Repeat the data. Keep each line identical.
*** Begin section ***
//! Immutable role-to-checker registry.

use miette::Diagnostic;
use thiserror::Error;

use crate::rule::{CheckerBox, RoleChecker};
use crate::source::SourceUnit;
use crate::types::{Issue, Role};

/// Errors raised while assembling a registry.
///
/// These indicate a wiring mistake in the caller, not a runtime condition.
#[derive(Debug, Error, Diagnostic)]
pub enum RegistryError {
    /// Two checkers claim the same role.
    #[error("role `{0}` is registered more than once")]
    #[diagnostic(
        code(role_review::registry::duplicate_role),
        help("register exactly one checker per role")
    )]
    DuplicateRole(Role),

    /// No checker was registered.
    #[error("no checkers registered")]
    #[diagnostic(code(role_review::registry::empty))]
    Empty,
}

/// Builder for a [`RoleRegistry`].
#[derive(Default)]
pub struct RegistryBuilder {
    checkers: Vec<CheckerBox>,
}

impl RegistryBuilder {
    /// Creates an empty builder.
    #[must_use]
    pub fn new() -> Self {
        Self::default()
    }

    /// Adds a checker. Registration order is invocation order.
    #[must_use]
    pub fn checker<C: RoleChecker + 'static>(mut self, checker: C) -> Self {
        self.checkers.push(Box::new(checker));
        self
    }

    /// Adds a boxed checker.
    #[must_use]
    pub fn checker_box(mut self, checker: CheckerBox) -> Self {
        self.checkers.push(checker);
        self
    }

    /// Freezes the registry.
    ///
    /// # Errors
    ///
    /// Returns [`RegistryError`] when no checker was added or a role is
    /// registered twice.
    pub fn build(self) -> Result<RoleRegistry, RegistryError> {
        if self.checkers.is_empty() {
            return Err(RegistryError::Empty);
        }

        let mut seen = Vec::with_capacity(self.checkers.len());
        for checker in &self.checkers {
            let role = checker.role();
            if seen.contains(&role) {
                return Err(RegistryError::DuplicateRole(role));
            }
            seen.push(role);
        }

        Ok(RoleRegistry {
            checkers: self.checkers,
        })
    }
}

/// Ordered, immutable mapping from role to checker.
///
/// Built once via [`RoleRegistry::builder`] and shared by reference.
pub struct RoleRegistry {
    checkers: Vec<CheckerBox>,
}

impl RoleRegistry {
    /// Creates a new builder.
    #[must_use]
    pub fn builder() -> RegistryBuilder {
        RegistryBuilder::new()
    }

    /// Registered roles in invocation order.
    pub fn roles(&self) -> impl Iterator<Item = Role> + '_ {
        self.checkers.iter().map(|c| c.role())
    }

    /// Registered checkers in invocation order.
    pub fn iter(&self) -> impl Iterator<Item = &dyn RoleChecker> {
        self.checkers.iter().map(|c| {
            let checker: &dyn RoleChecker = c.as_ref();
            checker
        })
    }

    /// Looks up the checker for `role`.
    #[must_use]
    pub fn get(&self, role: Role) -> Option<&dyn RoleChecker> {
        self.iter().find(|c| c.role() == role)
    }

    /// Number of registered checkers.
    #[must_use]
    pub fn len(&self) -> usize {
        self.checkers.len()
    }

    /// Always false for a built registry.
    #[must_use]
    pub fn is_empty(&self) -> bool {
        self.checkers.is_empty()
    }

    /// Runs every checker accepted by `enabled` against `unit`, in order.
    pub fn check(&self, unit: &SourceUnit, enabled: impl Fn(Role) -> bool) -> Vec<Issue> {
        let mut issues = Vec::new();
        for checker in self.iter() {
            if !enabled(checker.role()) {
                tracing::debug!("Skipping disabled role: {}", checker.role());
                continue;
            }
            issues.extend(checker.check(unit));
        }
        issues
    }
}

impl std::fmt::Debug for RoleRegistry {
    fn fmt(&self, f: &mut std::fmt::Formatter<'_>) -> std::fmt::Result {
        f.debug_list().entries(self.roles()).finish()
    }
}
*** End section ***
▸ **OUTPUT FOR THIS TASK**:
//! Immutable role-to-checker registry.

use miette::Diagnostic;
use thiserror::Error;

use crate::rule::{CheckerBox, RoleChecker};
use crate::source::SourceUnit;
use crate::types::{Issue, Role};

/// Errors raised while assembling a registry.
///
/// These indicate a wiring mistake in the caller, not a runtime condition.
#[derive(Debug, Error, Diagnostic)]
pub enum RegistryError {
    /// Two checkers claim the same role.
    #[error("role `{0}` is registered more than once")]
    #[diagnostic(
        code(role_review::registry::duplicate_role),
        help("register exactly one checker per role")
    )]
    DuplicateRole(Role),

    /// No checker was registered.
    #[error("no checkers registered")]
    #[diagnostic(code(role_review::registry::empty))]
    Empty,
}

/// Builder for a [`RoleRegistry`].
#[derive(Default)]
pub struct RegistryBuilder {
    checkers: Vec<CheckerBox>,
}

impl RegistryBuilder {
    /// Creates an empty builder.
    #[must_use]
    pub fn new() -> Self {
        Self::default()
    }

    /// Adds a checker. Registration order is invocation order.
    #[must_use]
    pub fn checker<C: RoleChecker + 'static>(mut self, checker: C) -> Self {
        self.checkers.push(Box::new(checker));
        self
    }

    /// Adds a boxed checker.
    #[must_use]
    pub fn checker_box(mut self, checker: CheckerBox) -> Self {
        self.checkers.push(checker);
        self
    }

    /// Freezes the registry.
    ///
    /// # Errors
    ///
    /// Returns [`RegistryError`] when no checker was added or a role is
    /// registered twice.
    pub fn build(self) -> Result<RoleRegistry, RegistryError> {
        if self.checkers.is_empty() {
            return Err(RegistryError::Empty);
        }

        let mut seen = Vec::with_capacity(self.checkers.len());
        for checker in &self.checkers {
            let role = checker.role();
            if seen.contains(&role) {
                return Err(RegistryError::DuplicateRole(role));
            }
            seen.push(role);
        }

        Ok(RoleRegistry {
            checkers: self.checkers,
        })
    }
}

/// Ordered, immutable mapping from role to checker.
///
/// Built once via [`RoleRegistry::builder`] and shared by reference.
pub struct RoleRegistry {
    checkers: Vec<CheckerBox>,
}

impl RoleRegistry {
    /// Creates a new builder.
    #[must_use]
    pub fn builder() -> RegistryBuilder {
        RegistryBuilder::new()
    }

    /// Registered roles in invocation order.
    pub fn roles(&self) -> impl Iterator<Item = Role> + '_ {
        self.checkers.iter().map(|c| c.role())
    }

    /// Registered checkers in invocation order.
    pub fn iter(&self) -> impl Iterator<Item = &dyn RoleChecker> {
        self.checkers.iter().map(|c| {
            let checker: &dyn RoleChecker = c.as_ref();
            checker
        })
    }

    /// Looks up the checker for `role`.
    #[must_use]
    pub fn get(&self, role: Role) -> Option<&dyn RoleChecker> {
        self.iter().find(|c| c.role() == role)
    }

    /// Number of registered checkers.
    #[must_use]
    pub fn len(&self) -> usize {
        self.checkers.len()
    }

    /// Always false for a built registry.
    #[must_use]
    pub fn is_empty(&self) -> bool {
        self.checkers.is_empty()
    }

    /// Runs every checker accepted by `enabled` against `unit`, in order.
    pub fn check(&self, unit: &SourceUnit, enabled: impl Fn(Role) -> bool) -> Vec<Issue> {
        let mut issues = Vec::new();
        for checker in self.iter() {
            if !enabled(checker.role()) {
                tracing::debug!("Skipping disabled role: {}", checker.role());
                continue;
            }
            issues.extend(checker.check(unit));
        }
        issues
    }
}

impl std::fmt::Debug for RoleRegistry {
    fn fmt(&self, f: &mut std::fmt::Formatter<'_>) -> std::fmt::Result {
        f.debug_list().entries(self.roles()).finish()
    }
}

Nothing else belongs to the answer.